═════ Data in this exercise
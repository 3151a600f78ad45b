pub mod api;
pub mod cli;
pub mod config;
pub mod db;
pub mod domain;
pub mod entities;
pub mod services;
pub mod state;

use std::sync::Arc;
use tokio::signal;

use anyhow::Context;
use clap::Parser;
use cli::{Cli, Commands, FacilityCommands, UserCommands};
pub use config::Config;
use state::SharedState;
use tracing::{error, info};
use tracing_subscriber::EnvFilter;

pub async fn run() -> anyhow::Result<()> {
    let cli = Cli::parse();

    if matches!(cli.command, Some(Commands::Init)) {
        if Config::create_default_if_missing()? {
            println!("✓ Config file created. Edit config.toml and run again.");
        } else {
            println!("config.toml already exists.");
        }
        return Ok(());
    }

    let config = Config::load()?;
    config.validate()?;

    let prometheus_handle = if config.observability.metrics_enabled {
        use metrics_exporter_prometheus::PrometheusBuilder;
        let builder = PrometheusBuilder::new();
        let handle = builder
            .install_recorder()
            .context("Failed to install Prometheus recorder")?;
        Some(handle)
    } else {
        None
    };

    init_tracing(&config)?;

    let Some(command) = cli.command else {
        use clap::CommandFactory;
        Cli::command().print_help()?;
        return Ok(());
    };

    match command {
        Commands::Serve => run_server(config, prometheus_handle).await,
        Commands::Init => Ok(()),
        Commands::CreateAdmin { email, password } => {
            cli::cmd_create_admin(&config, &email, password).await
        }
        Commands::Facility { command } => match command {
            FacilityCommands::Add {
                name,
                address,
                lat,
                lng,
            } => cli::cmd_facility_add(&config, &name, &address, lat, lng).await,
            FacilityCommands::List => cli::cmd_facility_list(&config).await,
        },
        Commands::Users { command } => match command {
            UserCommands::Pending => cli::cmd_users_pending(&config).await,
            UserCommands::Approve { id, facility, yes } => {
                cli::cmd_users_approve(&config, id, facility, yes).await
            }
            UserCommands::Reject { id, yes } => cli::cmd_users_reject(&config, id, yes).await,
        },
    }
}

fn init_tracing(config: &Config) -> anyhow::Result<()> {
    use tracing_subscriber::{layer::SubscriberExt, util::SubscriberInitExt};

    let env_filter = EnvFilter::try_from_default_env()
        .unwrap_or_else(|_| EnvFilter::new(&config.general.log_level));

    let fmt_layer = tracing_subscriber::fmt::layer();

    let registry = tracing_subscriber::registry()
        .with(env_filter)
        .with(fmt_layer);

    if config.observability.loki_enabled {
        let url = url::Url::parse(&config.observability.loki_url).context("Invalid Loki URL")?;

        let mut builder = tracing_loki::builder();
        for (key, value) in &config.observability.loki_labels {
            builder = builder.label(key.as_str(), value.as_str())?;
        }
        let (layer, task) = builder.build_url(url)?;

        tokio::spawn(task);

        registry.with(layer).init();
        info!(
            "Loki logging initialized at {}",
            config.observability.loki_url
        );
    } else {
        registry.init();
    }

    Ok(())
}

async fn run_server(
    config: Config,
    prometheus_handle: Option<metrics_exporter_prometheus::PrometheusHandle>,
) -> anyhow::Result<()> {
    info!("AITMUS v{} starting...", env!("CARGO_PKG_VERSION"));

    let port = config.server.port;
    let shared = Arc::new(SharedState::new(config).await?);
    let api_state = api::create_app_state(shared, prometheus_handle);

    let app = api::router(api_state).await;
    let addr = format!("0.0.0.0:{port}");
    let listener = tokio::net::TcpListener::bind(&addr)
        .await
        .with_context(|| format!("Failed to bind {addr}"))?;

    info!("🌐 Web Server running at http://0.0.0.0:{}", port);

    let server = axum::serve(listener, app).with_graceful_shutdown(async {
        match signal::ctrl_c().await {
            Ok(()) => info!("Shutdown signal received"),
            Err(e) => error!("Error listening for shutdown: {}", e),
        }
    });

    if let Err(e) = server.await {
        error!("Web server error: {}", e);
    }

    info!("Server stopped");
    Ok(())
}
══════════
## Directions for this task
Each line of the data is to be retyped exactly as shown.

## Answer to the problem
repository 3151a600f78ad45b
pub mod api;
pub mod cli;
pub mod config;
pub mod db;
pub mod domain;
pub mod entities;
pub mod services;
pub mod state;

use std::sync::Arc;
use tokio::signal;

use anyhow::Context;
use clap::Parser;
use cli::{Cli, Commands, FacilityCommands, UserCommands};
pub use config::Config;
use state::SharedState;
use tracing::{error, info};
use tracing_subscriber::EnvFilter;

pub async fn run() -> anyhow::Result<()> {
    let cli = Cli::parse();

    if matches!(cli.command, Some(Commands::Init)) {
        if Config::create_default_if_missing()? {
            println!("✓ Config file created. Edit config.toml and run again.");
        } else {
            println!("config.toml already exists.");
        }
        return Ok(());
    }

    let config = Config::load()?;
    config.validate()?;

    let prometheus_handle = if config.observability.metrics_enabled {
        use metrics_exporter_prometheus::PrometheusBuilder;
        let builder = PrometheusBuilder::new();
        let handle = builder
            .install_recorder()
            .context("Failed to install Prometheus recorder")?;
        Some(handle)
    } else {
        None
    };

    init_tracing(&config)?;

    let Some(command) = cli.command else {
        use clap::CommandFactory;
        Cli::command().print_help()?;
        return Ok(());
    };

    match command {
        Commands::Serve => run_server(config, prometheus_handle).await,
        Commands::Init => Ok(()),
        Commands::CreateAdmin { email, password } => {
            cli::cmd_create_admin(&config, &email, password).await
        }
        Commands::Facility { command } => match command {
            FacilityCommands::Add {
                name,
                address,
                lat,
                lng,
            } => cli::cmd_facility_add(&config, &name, &address, lat, lng).await,
            FacilityCommands::List => cli::cmd_facility_list(&config).await,
        },
        Commands::Users { command } => match command {
            UserCommands::Pending => cli::cmd_users_pending(&config).await,
            UserCommands::Approve { id, facility, yes } => {
                cli::cmd_users_approve(&config, id, facility, yes).await
            }
            UserCommands::Reject { id, yes } => cli::cmd_users_reject(&config, id, yes).await,
        },
    }
}

fn init_tracing(config: &Config) -> anyhow::Result<()> {
    use tracing_subscriber::{layer::SubscriberExt, util::SubscriberInitExt};

    let env_filter = EnvFilter::try_from_default_env()
        .unwrap_or_else(|_| EnvFilter::new(&config.general.log_level));

    let fmt_layer = tracing_subscriber::fmt::layer();

    let registry = tracing_subscriber::registry()
        .with(env_filter)
        .with(fmt_layer);

    if config.observability.loki_enabled {
        let url = url::Url::parse(&config.observability.loki_url).context("Invalid Loki URL")?;

        let mut builder = tracing_loki::builder();
        for (key, value) in &config.observability.loki_labels {
            builder = builder.label(key.as_str(), value.as_str())?;
        }
        let (layer, task) = builder.build_url(url)?;

        tokio::spawn(task);

        registry.with(layer).init();
        info!(
            "Loki logging initialized at {}",
            config.observability.loki_url
        );
    } else {
        registry.init();
    }

    Ok(())
}

async fn run_server(
    config: Config,
    prometheus_handle: Option<metrics_exporter_prometheus::PrometheusHandle>,
) -> anyhow::Result<()> {
    info!("AITMUS v{} starting...", env!("CARGO_PKG_VERSION"));

    let port = config.server.port;
    let shared = Arc::new(SharedState::new(config).await?);
    let api_state = api::create_app_state(shared, prometheus_handle);

    let app = api::router(api_state).await;
    let addr = format!("0.0.0.0:{port}");
    let listener = tokio::net::TcpListener::bind(&addr)
        .await
        .with_context(|| format!("Failed to bind {addr}"))?;

    info!("🌐 Web Server running at http://0.0.0.0:{}", port);

    let server = axum::serve(listener, app).with_graceful_shutdown(async {
        match signal::ctrl_c().await {
            Ok(()) => info!("Shutdown signal received"),
            Err(e) => error!("Error listening for shutdown: {}", e),
        }
    });

    if let Err(e) = server.await {
        error!("Web server error: {}", e);
    }

    info!("Server stopped");
    Ok(())
}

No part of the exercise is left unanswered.